On the web, we use images everywhere! Images (such as maps, graphs, info graphics) can be an effective way to communicate information.
But what happens when we use images of text instead of actual text? This is a design and development practice that’s been around a long time, but usually affects web accessibility negatively.
What are images of text?
An image of text refers to when readable text is presented inside an image, including text that has been presented in a fixed image form in order to achieve a certain visual style.
The Web Content Accessibility Guidelines (WCAG) recommend avoiding using images of text if you expect the text to be read by the user, unless it’s necessary such as in a logo or brand name, in which case the alt text should be the same as the text in the image.
Some accessibility issues that images of text present
- When text that is intended to be read is presented as an image, blind or visually impaired readers may be at a disadvantage for a few reasons, one of which is because screen readers and other assistive technologies cannot read text that’s contained inside an image. They will try to read them, but require an accurate text alternative to do so.
- If someone has a slower or unreliable internet connection, their browser does not show or download graphics, or there are any issues with the page loading properly, they’re at risk of missing out on important information that’s conveyed through the image.

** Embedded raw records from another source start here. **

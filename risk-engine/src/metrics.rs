//! Metrics collection for observability
//!
//! # Metrics
//!
//! - `risk_assessments_total{risk_level}` - Assessments by outcome
//! - `risk_history_failures_total` - Evaluations aborted by the history store
//! - `risk_evaluation_duration_seconds` - Evaluation latency

use crate::{Error, FraudAssessment, Result};
use prometheus::{Encoder, Histogram, HistogramOpts, IntCounter, IntCounterVec, Opts, Registry, TextEncoder};
use std::sync::Arc;
use std::time::Duration;

/// Metrics collector
#[derive(Clone)]
pub struct RiskMetrics {
    /// Assessments by risk level
    pub assessments_total: IntCounterVec,

    /// History lookups that failed or timed out
    pub history_failures_total: IntCounter,

    /// Evaluation latency histogram
    pub evaluation_duration: Histogram,

    /// Prometheus registry
    pub registry: Arc<Registry>,
}

impl RiskMetrics {
    /// Create new metrics collector with its own registry
    pub fn new() -> prometheus::Result<Self> {
        let registry = Arc::new(Registry::new());

        let assessments_total = IntCounterVec::new(
            Opts::new("risk_assessments_total", "Fraud assessments by risk level"),
            &["risk_level"],
        )?;
        registry.register(Box::new(assessments_total.clone()))?;

        let history_failures_total = IntCounter::new(
            "risk_history_failures_total",
            "Evaluations aborted because history was unavailable",
        )?;
        registry.register(Box::new(history_failures_total.clone()))?;

        let evaluation_duration = Histogram::with_opts(
            HistogramOpts::new(
                "risk_evaluation_duration_seconds",
                "Fraud evaluation latency",
            )
            .buckets(vec![0.0005, 0.001, 0.005, 0.010, 0.050, 0.100, 0.500, 1.0, 2.5]),
        )?;
        registry.register(Box::new(evaluation_duration.clone()))?;

        Ok(Self {
            assessments_total,
            history_failures_total,
            evaluation_duration,
            registry,
        })
    }

    /// Record one evaluation outcome
    pub fn observe(&self, result: &Result<FraudAssessment>, elapsed: Duration) {
        self.evaluation_duration.observe(elapsed.as_secs_f64());
        match result {
            Ok(assessment) => self
                .assessments_total
                .with_label_values(&[assessment.risk_level.as_str()])
                .inc(),
            Err(Error::HistoryUnavailable(_)) => self.history_failures_total.inc(),
            Err(_) => {}
        }
    }

    /// Text exposition format
    pub fn gather_text(&self) -> String {
        let mut buffer = Vec::new();
        let encoder = TextEncoder::new();
        if let Err(e) = encoder.encode(&self.registry.gather(), &mut buffer) {
            tracing::warn!(error = %e, "Failed to encode metrics");
            return String::new();
        }
        String::from_utf8(buffer).unwrap_or_default()
    }
}

#[cfg(test)]
mod tests {
    use super::*;
    use crate::scoring::RiskScorer;
    use crate::HistoryAggregates;
    use chrono::Utc;
    use ledger_core::UserId;
    use rust_decimal_macros::dec;

    #[test]
    fn test_observe_counts_by_level() {
        let metrics = RiskMetrics::new().unwrap();
        let assessment = RiskScorer::default()
            .assess(&UserId::new("u"), dec!(10), Utc::now(), HistoryAggregates::default())
            .unwrap();
        let level = assessment.risk_level.as_str();

        metrics.observe(&Ok(assessment), Duration::from_millis(1));
        metrics.observe(
            &Err(Error::HistoryUnavailable("down".to_string())),
            Duration::from_millis(1),
        );

        assert_eq!(metrics.assessments_total.with_label_values(&[level]).get(), 1);
        assert_eq!(metrics.history_failures_total.get(), 1);
        assert!(metrics.gather_text().contains("risk_assessments_total"));
    }

    #[test]
    fn test_independent_registries() {
        // Each collector owns its registry, so building two must not collide
        assert!(RiskMetrics::new().is_ok());
        assert!(RiskMetrics::new().is_ok());
    }
}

- Images of text may hinder the search engine optimization (SEO) of a page. Search engines (like Google) rely on actual text to index content — they don't read images. Read: Five Ways to Improve Your SEO with Web Accessibility.
- Text can adapt to different screen sizes and orientations (think desktop vs mobile), and tends to wrap and display properly across them, remaining readable. Images of text are fixed in size and position, so they do not adapt as well.
- True text can be resized without losing quality and offers the ability for users to customize things like color and contrast. Images of text tend to become pixelated and lower in quality when enlarged, affecting readability, and also lack the ability to customize based on the user’s needs and preferences. Read: Give Yourself an Accessibility Test: Zoom Your Page to 200%.
- Text inside images (such as a company’s address that is fixed in an image) cannot be copied.
- A page translator cannot translate image text.
Web Content Accessibility Guidelines (WCAG) success criterion
WCAG, the most popular and well-established recommendations for web accessibility, addresses this with success criterion 1.4.5 Images of Text:
“If the technologies being used can achieve the visual presentation, text is used to convey information rather than images of text except for the following:
- Customizable: The image of text can be visually customized to the user's requirements;
- Essential: A particular presentation of text is essential to the information being conveyed.
Note: Logotypes (text that is part of a logo or brand name) are considered essential.”
Accessibility best practices
- Use genuine text where possible.
- Use CSS to style and format text instead of making it an image.
- Use the alt text attribute to replicate the text inside the image so the reader can get the full message from images of text.